• **To do**
Within the material below, tally every line that holds the word "previous", then give the tally and nothing more.

■ ■ ■ ■

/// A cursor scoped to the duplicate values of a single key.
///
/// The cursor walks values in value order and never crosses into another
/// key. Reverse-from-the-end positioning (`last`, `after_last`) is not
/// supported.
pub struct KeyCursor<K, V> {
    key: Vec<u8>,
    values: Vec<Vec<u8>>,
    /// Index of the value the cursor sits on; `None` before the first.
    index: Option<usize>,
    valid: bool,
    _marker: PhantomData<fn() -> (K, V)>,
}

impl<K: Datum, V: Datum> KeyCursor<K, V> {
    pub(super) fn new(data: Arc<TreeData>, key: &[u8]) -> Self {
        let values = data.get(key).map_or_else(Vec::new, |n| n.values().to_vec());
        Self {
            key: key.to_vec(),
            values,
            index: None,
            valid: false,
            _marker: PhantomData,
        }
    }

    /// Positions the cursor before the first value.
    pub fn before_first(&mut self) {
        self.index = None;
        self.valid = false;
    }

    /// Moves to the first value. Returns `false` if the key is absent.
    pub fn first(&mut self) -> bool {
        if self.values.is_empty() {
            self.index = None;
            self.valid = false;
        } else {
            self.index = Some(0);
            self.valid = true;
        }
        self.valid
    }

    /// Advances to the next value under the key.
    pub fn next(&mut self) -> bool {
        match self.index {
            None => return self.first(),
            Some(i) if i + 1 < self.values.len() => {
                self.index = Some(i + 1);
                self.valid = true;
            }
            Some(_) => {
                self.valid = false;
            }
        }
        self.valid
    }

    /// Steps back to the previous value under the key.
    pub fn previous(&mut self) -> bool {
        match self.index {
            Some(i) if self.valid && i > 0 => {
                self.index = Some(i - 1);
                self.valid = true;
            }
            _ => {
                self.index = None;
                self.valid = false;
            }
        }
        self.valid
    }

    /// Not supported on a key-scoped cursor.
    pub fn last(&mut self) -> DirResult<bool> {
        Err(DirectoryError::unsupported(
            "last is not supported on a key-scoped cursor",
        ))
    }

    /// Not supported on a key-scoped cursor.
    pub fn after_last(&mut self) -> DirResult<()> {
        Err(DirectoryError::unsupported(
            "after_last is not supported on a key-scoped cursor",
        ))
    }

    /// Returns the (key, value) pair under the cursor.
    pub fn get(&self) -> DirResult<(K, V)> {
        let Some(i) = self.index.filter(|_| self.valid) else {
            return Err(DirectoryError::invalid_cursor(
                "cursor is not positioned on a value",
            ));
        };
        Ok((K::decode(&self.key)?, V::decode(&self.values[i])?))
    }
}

■ ■ ■ ■

• **Output of the task**
2